DATA FOR PROCESSING —
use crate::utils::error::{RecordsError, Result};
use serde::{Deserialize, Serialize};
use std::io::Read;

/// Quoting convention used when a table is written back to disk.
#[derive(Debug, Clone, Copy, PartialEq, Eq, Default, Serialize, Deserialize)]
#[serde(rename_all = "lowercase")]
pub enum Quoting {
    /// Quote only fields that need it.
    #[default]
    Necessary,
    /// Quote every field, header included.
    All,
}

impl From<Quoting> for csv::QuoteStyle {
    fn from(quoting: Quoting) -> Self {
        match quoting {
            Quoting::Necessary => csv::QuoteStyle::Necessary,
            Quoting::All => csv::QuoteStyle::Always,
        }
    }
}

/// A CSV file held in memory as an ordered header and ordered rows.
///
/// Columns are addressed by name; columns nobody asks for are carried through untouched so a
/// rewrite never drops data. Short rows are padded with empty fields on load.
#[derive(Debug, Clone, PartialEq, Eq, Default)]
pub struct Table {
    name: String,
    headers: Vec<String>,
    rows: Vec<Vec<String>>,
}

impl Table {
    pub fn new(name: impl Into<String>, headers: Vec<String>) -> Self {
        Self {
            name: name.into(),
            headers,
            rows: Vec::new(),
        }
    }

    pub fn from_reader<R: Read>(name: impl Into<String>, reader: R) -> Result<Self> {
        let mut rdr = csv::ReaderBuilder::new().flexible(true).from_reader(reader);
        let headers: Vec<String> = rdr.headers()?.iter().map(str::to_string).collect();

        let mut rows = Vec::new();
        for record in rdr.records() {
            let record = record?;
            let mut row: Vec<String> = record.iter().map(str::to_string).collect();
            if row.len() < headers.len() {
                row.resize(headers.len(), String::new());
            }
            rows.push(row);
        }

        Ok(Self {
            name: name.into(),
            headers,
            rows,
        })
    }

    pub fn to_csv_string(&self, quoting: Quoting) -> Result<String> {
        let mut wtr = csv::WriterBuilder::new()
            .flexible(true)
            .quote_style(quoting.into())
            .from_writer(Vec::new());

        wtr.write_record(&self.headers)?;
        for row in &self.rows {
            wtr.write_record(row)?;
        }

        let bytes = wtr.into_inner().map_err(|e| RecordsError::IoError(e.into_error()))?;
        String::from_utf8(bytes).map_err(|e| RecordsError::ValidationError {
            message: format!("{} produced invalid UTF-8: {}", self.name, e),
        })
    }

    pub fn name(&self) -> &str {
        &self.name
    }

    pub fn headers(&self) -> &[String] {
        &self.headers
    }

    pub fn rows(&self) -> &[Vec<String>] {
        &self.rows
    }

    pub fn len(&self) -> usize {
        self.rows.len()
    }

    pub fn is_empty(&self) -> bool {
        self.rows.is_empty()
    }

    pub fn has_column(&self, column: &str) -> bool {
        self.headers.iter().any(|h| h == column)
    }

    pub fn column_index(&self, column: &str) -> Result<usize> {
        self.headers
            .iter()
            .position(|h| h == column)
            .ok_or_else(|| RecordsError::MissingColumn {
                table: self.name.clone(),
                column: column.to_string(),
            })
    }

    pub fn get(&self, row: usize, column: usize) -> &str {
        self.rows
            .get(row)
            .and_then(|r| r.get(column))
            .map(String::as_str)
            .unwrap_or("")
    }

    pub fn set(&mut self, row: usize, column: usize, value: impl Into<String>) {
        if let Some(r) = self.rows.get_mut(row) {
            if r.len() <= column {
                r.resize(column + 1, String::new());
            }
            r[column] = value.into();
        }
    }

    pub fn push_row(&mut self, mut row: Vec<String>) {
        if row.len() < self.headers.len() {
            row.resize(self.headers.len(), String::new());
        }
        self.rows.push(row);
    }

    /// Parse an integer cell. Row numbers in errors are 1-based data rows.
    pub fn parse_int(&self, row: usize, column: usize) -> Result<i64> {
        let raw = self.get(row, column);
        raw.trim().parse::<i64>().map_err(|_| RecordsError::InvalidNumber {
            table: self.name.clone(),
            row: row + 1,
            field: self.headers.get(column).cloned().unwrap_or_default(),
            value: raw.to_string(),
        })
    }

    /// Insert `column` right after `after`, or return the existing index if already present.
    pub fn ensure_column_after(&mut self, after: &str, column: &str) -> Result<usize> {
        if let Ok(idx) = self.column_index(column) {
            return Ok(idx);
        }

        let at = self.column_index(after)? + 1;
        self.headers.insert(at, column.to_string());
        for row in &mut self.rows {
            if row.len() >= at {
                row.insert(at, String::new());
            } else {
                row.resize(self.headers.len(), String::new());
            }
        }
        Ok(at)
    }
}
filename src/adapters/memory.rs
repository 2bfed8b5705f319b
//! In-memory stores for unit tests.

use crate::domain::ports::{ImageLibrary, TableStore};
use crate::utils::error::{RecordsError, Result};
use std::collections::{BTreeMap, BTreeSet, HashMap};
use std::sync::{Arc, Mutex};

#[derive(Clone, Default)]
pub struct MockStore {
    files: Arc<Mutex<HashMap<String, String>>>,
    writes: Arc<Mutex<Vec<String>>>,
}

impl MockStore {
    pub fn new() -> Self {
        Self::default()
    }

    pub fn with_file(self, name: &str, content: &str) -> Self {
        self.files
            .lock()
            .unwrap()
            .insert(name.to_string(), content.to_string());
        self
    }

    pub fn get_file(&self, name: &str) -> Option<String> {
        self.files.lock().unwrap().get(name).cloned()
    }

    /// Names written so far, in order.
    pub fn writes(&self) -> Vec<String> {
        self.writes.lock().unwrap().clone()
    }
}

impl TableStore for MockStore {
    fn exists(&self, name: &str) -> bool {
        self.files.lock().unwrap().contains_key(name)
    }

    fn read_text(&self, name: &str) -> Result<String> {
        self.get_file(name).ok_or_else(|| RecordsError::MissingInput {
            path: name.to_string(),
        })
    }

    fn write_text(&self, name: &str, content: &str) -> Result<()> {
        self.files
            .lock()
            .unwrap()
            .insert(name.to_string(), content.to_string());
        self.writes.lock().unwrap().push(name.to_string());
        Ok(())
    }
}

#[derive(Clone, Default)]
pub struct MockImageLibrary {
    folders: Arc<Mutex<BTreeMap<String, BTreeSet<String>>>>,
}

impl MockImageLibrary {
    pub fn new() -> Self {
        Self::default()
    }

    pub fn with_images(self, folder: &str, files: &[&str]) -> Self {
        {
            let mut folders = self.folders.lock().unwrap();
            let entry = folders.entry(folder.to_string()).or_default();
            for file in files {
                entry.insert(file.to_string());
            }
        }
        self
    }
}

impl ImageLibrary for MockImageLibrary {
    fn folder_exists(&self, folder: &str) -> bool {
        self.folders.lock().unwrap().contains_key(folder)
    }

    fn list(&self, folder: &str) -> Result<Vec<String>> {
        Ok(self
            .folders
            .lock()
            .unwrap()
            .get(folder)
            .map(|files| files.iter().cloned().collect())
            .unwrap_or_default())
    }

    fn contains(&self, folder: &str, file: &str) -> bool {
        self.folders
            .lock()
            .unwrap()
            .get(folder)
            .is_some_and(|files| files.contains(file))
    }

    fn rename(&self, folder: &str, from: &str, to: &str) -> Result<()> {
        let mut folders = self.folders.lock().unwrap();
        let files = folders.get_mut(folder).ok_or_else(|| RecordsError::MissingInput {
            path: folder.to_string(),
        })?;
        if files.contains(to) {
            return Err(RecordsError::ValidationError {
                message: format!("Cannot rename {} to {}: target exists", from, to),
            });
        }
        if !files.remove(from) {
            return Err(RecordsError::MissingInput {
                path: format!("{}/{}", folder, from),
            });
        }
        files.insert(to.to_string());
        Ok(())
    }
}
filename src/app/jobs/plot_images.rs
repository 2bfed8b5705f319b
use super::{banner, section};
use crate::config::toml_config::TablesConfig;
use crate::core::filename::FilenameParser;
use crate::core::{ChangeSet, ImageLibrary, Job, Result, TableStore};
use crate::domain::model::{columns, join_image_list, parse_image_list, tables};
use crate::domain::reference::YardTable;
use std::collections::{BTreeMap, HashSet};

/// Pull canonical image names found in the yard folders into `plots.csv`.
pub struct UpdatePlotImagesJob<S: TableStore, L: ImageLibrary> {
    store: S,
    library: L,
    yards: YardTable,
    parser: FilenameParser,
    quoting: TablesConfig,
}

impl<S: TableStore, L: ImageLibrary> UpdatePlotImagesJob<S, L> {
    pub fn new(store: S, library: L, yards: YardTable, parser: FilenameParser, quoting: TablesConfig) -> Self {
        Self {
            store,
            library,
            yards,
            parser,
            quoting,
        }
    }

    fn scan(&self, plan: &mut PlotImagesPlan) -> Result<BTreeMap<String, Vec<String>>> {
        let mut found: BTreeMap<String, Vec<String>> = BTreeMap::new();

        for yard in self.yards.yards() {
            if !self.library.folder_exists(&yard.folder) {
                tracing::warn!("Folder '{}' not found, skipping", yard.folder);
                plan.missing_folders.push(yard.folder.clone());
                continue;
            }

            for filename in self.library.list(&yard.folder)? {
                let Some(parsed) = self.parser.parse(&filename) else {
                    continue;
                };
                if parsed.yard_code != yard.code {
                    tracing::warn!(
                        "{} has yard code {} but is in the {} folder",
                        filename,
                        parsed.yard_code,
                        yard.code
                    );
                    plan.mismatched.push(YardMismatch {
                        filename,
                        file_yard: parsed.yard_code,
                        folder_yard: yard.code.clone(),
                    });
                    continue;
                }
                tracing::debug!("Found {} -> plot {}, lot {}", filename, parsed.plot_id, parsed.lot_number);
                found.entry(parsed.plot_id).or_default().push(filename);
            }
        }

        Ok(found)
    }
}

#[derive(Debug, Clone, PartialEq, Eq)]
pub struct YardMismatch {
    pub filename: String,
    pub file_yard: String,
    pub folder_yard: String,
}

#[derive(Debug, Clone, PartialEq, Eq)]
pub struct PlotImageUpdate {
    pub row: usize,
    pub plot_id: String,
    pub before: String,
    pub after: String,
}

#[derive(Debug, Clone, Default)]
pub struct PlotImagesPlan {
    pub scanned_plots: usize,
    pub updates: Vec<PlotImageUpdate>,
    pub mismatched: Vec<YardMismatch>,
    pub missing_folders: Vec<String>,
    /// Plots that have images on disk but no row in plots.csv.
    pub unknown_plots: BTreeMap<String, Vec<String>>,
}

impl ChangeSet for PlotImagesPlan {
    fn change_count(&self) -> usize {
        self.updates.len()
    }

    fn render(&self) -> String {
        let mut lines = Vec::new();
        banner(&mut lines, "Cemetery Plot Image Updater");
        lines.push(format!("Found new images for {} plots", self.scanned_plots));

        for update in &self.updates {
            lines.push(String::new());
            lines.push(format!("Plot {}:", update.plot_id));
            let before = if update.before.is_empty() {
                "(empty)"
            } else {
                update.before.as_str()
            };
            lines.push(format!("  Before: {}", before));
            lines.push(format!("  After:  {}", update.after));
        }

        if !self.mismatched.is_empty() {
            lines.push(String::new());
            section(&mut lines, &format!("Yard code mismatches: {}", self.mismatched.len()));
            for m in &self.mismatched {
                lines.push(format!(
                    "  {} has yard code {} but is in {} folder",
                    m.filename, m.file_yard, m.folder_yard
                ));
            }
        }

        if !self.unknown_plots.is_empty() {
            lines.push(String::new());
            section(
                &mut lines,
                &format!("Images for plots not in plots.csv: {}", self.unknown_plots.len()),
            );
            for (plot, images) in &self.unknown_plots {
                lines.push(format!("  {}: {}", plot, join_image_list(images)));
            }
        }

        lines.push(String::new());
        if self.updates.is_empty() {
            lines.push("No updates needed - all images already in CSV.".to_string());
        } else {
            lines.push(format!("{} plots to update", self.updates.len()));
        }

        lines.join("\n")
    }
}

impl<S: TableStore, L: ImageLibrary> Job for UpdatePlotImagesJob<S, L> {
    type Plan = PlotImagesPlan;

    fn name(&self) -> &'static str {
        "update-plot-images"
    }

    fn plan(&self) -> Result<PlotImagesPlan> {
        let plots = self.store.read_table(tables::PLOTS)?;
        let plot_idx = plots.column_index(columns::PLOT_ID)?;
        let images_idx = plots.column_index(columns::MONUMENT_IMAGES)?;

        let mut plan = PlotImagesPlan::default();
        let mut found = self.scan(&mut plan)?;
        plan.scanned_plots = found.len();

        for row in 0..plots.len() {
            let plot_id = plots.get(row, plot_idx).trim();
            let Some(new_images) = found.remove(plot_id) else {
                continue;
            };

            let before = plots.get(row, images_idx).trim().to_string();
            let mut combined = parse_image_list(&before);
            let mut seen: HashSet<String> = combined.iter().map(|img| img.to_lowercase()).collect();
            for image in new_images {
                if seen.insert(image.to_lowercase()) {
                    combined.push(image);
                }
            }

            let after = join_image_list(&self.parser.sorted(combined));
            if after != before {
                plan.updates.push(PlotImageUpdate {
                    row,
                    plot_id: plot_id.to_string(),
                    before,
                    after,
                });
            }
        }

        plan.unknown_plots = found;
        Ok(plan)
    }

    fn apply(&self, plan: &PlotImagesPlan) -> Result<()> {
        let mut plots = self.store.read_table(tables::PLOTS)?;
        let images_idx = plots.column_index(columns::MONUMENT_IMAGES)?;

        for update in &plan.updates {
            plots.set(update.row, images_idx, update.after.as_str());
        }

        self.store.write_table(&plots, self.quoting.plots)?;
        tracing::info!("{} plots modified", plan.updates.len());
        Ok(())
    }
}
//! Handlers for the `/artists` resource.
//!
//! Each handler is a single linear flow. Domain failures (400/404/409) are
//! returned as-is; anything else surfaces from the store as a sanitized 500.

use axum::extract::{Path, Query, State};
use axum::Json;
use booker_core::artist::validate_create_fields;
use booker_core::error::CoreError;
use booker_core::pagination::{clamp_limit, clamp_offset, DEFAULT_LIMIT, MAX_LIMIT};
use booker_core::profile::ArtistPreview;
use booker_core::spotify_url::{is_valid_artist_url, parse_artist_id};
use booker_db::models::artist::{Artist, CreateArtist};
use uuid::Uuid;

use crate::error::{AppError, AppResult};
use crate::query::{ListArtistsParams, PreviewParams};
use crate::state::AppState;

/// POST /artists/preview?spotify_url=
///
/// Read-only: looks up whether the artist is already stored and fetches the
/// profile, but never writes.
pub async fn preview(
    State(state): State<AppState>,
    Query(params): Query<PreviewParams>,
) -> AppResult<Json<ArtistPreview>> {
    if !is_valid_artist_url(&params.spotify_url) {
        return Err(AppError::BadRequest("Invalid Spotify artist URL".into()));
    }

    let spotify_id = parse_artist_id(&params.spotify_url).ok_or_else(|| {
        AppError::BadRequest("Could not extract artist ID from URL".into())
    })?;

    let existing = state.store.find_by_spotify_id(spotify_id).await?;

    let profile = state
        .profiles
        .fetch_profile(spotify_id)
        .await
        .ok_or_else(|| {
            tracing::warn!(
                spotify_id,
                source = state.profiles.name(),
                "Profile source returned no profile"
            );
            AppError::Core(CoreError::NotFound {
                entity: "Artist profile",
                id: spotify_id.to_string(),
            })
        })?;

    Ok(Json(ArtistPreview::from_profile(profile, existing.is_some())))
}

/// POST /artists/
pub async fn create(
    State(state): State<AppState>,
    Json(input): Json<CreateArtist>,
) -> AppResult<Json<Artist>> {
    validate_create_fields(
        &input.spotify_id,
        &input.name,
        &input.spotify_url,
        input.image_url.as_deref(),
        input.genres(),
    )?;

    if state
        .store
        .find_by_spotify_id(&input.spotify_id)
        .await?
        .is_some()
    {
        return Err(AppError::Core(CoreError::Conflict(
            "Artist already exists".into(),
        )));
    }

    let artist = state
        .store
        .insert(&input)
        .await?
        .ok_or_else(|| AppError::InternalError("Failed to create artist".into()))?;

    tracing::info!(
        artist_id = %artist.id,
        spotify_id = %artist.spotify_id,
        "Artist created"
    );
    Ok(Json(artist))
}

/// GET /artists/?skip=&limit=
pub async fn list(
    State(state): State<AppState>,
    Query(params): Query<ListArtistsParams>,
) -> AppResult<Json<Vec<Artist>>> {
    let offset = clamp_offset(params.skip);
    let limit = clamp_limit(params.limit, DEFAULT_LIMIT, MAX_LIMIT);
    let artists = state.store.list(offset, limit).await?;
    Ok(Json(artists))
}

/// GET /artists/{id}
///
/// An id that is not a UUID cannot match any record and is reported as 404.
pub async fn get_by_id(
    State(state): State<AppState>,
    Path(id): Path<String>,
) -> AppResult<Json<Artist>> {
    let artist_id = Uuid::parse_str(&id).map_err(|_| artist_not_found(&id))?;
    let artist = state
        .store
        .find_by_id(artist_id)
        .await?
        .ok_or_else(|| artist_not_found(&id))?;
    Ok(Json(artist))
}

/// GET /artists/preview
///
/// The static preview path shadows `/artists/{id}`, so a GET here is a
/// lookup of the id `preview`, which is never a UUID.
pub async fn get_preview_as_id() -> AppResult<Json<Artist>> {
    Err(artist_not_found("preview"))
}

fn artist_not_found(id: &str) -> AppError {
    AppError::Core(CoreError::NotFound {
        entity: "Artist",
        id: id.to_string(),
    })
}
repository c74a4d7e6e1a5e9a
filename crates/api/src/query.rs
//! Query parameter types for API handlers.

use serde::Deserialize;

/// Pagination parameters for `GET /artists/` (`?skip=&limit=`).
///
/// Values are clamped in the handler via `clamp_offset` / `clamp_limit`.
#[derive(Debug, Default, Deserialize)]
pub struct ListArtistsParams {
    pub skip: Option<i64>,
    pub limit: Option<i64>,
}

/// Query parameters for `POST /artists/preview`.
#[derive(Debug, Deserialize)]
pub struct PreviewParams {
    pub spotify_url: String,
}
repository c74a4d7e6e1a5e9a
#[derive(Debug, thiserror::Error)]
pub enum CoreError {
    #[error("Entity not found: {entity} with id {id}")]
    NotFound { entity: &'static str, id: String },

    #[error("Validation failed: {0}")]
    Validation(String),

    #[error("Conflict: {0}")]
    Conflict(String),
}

TRY IT — Return every line of the records in which the word "PartialEq" is found.

RESPONSE TO THIS TASK —
#[derive(Debug, Clone, Copy, PartialEq, Eq, Default, Serialize, Deserialize)]
#[derive(Debug, Clone, PartialEq, Eq, Default)]
#[derive(Debug, Clone, PartialEq, Eq)]
#[derive(Debug, Clone, PartialEq, Eq)]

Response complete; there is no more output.